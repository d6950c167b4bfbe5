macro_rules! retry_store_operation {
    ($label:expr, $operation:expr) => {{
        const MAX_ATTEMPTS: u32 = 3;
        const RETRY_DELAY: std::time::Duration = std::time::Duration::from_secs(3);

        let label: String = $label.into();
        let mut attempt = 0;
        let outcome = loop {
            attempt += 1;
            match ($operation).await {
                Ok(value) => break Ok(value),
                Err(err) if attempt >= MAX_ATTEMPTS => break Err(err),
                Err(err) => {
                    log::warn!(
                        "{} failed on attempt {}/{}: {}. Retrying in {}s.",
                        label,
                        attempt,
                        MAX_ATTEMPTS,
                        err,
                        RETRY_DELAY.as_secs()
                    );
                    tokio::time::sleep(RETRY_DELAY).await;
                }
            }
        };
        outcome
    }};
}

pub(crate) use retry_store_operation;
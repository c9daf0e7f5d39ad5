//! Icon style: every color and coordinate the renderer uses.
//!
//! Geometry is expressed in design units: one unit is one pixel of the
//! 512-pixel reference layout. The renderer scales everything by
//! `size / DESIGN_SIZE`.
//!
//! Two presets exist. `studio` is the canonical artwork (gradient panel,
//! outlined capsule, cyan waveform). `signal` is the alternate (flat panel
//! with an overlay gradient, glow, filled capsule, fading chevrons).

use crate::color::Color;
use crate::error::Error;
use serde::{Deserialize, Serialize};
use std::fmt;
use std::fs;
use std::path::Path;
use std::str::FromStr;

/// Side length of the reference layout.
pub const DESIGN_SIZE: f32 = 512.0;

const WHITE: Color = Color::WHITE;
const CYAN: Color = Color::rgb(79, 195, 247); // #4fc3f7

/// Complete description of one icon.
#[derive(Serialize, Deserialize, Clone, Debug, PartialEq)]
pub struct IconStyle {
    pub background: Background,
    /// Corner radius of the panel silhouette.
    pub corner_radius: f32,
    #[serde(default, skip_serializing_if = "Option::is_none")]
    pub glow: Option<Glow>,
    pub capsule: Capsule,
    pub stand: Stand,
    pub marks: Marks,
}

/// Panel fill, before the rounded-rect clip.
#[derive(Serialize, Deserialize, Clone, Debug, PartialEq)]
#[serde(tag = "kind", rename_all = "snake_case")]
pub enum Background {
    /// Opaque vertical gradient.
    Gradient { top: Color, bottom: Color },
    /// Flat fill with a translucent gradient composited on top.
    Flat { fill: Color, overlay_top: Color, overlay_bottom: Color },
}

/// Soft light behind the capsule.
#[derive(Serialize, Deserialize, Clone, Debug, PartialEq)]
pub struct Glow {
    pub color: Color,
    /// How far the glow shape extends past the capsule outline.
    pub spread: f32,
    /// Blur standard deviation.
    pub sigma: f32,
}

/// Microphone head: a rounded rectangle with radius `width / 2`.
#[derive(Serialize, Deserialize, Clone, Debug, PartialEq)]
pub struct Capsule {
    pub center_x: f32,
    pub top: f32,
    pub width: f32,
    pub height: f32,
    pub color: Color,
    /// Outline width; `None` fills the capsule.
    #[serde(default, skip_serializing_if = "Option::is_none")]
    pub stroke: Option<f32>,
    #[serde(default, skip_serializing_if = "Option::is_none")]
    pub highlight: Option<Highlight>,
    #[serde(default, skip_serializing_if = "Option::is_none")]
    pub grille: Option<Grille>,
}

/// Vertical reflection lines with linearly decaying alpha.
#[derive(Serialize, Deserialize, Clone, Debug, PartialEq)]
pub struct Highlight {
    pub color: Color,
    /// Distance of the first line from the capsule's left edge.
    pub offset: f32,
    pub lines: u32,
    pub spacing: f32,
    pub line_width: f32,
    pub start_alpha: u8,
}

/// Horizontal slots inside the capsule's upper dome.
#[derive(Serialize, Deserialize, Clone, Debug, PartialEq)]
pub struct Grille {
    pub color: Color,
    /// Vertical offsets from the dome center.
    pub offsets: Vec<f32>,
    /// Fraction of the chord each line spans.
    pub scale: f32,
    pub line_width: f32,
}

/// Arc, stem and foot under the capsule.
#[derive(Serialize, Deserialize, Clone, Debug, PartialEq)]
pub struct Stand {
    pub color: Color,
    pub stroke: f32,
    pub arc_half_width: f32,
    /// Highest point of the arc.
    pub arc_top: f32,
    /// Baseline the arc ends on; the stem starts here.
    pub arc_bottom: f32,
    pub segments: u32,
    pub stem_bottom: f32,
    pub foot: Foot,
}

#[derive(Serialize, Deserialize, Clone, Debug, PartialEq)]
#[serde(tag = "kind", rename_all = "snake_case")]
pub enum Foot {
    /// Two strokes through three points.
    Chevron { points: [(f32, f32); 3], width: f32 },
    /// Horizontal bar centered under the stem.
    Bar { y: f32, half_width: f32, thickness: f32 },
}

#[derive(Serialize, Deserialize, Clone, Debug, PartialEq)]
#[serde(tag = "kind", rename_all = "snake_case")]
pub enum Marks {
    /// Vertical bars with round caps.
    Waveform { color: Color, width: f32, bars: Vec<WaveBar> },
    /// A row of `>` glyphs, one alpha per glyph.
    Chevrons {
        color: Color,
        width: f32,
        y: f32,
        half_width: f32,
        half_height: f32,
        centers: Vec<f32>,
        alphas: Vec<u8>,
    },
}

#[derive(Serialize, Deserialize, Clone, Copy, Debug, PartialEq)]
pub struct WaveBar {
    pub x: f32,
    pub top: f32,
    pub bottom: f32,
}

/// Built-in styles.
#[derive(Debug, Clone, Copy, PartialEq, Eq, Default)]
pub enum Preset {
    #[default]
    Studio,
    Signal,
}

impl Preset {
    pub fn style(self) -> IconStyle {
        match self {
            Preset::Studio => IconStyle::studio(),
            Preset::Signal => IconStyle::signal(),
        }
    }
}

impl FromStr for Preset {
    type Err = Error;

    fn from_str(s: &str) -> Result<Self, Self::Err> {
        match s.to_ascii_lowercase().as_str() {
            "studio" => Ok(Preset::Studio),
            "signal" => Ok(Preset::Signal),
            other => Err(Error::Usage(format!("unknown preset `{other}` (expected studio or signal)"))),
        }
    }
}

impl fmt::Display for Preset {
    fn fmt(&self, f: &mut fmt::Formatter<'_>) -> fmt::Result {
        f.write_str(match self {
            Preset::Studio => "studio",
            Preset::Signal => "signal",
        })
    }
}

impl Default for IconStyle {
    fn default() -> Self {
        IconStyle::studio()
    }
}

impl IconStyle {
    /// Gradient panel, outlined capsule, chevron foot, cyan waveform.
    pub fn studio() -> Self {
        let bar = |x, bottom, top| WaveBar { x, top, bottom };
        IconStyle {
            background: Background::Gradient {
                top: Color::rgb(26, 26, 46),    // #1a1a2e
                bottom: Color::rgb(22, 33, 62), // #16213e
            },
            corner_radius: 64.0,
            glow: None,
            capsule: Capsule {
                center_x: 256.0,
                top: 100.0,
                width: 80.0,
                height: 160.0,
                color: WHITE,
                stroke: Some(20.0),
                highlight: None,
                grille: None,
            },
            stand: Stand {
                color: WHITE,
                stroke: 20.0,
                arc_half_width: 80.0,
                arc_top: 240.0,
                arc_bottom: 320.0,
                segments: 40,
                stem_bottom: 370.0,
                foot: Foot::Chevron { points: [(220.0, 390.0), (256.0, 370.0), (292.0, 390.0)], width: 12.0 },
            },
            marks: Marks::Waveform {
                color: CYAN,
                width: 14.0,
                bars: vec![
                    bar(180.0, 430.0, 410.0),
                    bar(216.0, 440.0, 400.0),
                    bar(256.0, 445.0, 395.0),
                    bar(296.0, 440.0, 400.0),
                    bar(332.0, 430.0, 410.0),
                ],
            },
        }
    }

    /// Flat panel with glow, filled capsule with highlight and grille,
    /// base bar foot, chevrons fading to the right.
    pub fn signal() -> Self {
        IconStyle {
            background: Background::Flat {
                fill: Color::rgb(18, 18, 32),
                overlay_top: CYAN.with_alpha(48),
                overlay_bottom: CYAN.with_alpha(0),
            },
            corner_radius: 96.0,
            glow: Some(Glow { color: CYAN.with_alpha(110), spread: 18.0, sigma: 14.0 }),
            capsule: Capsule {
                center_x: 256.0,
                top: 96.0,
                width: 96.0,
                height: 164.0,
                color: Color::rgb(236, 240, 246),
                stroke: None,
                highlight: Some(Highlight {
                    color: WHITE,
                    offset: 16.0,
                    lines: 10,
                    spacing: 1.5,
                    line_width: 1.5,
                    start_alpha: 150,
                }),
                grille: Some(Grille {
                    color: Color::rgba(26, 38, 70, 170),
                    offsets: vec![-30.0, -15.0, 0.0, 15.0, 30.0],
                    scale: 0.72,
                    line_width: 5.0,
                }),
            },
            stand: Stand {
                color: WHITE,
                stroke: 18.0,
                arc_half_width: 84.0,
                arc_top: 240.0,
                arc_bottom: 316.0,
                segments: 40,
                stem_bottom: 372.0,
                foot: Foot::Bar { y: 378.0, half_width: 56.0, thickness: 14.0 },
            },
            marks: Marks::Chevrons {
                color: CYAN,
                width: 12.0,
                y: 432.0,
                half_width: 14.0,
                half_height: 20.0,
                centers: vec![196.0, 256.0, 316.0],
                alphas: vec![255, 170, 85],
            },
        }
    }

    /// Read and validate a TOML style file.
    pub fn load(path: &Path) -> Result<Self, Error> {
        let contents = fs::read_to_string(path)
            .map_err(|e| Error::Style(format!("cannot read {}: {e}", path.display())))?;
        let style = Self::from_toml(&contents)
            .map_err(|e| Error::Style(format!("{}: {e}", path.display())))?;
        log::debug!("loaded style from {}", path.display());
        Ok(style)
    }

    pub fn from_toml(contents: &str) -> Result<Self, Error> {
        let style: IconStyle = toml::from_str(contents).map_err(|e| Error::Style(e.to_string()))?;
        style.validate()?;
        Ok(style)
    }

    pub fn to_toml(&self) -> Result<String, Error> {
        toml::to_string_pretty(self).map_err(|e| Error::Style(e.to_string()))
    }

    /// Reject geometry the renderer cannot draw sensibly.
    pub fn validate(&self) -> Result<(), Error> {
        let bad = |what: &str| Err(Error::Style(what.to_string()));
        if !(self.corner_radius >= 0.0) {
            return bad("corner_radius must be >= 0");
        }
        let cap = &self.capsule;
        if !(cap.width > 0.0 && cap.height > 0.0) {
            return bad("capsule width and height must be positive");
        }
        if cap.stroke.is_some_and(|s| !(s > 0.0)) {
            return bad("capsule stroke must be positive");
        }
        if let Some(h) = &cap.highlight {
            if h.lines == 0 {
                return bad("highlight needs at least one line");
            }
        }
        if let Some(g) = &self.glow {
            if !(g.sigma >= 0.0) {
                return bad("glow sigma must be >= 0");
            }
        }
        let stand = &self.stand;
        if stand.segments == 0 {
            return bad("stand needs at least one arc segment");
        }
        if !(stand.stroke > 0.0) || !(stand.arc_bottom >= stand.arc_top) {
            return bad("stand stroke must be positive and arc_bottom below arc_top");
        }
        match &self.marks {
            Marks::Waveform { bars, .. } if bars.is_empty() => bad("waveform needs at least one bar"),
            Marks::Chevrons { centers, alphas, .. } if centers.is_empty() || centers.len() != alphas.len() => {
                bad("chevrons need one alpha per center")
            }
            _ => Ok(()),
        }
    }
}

= What the exercise asks =
Across the listing above, tally the lines that include "must". Only the total is wanted.

= Task answer =
5